**Work instruction**
Take every line containing "AddressEntry" from the material and copy it.

----------

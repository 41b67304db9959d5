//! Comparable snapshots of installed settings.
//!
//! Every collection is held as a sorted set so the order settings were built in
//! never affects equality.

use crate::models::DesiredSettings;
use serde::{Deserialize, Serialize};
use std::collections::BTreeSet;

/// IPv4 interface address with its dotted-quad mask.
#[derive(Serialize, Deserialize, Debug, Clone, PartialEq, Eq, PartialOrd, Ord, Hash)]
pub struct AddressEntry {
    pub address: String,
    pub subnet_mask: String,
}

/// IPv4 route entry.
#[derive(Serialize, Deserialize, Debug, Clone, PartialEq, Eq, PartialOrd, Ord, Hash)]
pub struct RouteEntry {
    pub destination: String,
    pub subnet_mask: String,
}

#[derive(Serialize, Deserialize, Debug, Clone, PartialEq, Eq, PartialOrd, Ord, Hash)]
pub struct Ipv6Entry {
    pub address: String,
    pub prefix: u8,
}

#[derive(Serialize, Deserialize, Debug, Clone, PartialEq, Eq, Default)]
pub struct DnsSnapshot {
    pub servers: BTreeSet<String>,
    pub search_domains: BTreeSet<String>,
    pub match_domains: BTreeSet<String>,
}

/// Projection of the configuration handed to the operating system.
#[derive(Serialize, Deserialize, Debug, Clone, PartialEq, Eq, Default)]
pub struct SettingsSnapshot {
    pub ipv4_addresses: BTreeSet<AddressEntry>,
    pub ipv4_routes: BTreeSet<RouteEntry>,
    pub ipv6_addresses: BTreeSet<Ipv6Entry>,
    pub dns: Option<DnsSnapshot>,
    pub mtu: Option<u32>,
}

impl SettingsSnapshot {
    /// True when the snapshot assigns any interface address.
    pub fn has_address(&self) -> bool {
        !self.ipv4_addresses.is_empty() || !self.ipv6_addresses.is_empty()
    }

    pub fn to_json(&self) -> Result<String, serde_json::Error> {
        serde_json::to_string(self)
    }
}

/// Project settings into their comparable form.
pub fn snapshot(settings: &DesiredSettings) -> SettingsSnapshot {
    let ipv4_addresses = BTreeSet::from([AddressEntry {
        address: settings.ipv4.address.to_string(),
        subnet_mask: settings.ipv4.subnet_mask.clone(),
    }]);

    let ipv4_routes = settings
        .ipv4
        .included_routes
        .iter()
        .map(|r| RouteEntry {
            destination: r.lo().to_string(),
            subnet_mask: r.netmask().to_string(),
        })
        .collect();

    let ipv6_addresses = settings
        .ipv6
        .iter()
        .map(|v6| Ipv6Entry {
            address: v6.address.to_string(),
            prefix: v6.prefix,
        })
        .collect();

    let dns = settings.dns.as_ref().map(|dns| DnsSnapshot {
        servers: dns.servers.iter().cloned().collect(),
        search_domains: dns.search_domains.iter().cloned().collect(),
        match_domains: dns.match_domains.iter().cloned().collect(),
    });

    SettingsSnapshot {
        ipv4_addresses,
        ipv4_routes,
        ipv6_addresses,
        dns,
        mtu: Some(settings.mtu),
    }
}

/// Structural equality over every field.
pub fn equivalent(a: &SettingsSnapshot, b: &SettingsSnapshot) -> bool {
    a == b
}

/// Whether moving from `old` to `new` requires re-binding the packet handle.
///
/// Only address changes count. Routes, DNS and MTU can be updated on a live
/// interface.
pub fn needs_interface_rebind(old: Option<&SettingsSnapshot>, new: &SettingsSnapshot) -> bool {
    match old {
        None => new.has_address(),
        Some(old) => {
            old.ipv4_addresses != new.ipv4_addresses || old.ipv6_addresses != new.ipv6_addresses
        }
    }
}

----------

**Task response**
pub struct AddressEntry {
    pub ipv4_addresses: BTreeSet<AddressEntry>,
    let ipv4_addresses = BTreeSet::from([AddressEntry {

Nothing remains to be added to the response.